2005年現在で、自動車保有台数が1000万台を超えている国は、世界で16カ国ある。トップは米国の2憶4100万台。2位は日本の7800万台、3位ドイツの4900万台となっている。以下はイタリア、フランス、イギリスと続き、中国は7位で3000万台である。
2000年から2005年まで自動車の年平均増加率は、米国1.7%、日本、ドイツが0.8%、イタリア、フランス、イギリスは1.4%~1.9%の伸びである。これに対して、中国は21.2%、インド17.8%と世界の中でも飛び抜けて急激に車が増加している。中国は世界の先進国に比べて20倍近くのスピードで車が増えている。
◇高速道路で“サーキットレース”◇
高速道路では車が100㌔前後の速度で走行している。道路に白線が引かれ、車線は分けられている。しかし、車はこの車線をほとんど無視して走っている。追い越し、追い抜きした車が、また、追い越され、追い抜きされる。まるで高速道路でサーキットをやっているような感じである。タクシーや大型バス、トラックなどすべての車が同じように、先を争って先頭に出ようとする。このような中で、免許をとったばかりのようなマイカーが、のろのろ走っている。
◇中国の交通死者は日本の15倍◇
車が増えれば交通事故と死者が増える危険度は高くなる。中国で2003年の交通死者は10万4000人と10万人を超えたあと、2006年に8万9455人、2008年は北京オリンピックによる交通規制強化により7万3484人と減少している。
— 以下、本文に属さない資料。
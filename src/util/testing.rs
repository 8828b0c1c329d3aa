use std::env;
use std::sync::{Arc, Once};

use tracing::{debug, info};
use tracing_subscriber::{
    filter::filter_fn,
    fmt::{self, format::FmtSpan},
    prelude::*,
    EnvFilter,
};

use crate::domain::{DecisionTree, TreeBuilder};

static TEST_SETUP: Once = Once::new();

pub fn init_test_setup() {
    TEST_SETUP.call_once(|| {
        if env::var("RUST_LOG").is_err() {
            env::set_var("RUST_LOG", "trace");
        }
        // global logging subscriber, used by all tracing log macros
        setup_test_logging();
        info!("Test Setup complete");
    });
}

fn setup_test_logging() {
    debug!("INIT: Attempting logger init from testing.rs");

    // arena internals are not interesting in test output
    let noisy_modules = ["generational_arena"];
    let module_filter = filter_fn(move |metadata| {
        !noisy_modules
            .iter()
            .any(|name| metadata.target().starts_with(name))
    });

    let env_filter = EnvFilter::try_from_default_env().unwrap_or_else(|_| EnvFilter::new("debug"));

    let subscriber = tracing_subscriber::registry().with(
        fmt::layer()
            .with_writer(std::io::stderr)
            .with_target(true)
            .with_thread_names(false)
            .with_span_events(FmtSpan::CLOSE)
            .with_filter(module_filter)
            .with_filter(env_filter),
    );

    // Only set if we haven't already set a global subscriber
    if tracing::dispatcher::has_been_set() {
        debug!("Tracing subscriber already set");
    } else {
        subscriber.try_init().unwrap_or_else(|e| {
            eprintln!("Error: Failed to set up logging: {}", e);
        });
    }
}

/// The two-question sample tree used across tests:
///
/// ```text
/// Do you like numbers?
/// ├── yes: Do you like proofs?
/// │   ├── yes: Mathematics (MAT)
/// │   └── no: Economics (ECO)
/// └── no: Which field?
///     ├── people: Psychology (PSY)
///     └── words: Linguistics (LIN)
/// ```
pub fn sample_tree() -> Arc<DecisionTree> {
    let mut b = TreeBuilder::new();
    let mat = b.leaf("Mathematics", "MAT");
    let eco = b.leaf("Economics", "ECO");
    let proofs = b.binary("Do you like proofs?", mat, eco);
    let psy = b.leaf("Psychology", "PSY");
    let lin = b.leaf("Linguistics", "LIN");
    let field = b
        .options("Which field?", [("people", psy), ("words", lin)])
        .unwrap_or_else(|e| panic!("sample tree: {e}"));
    let root = b.binary("Do you like numbers?", proofs, field);
    Arc::new(
        b.build(root)
            .unwrap_or_else(|e| panic!("sample tree: {e}")),
    )
}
中国では1年間に10万人近くが交通事故死しているのに対して、中国の8倍の車を保有している米国での交通死者は、中国の半分以下の4万3443人(2006年)である。日本では2001年から連続して年間の交通死者が減少し、2009年には4914人となった。4000人台となったのは1952年の4696人以来57年ぶりのことだ。当時の日本の自動車保有台数は109万台。現在は7800万台と70倍以上に増えているが、交通死者は車が100万台だったころに減少した。日本に比べ中国の交通死者は15倍である。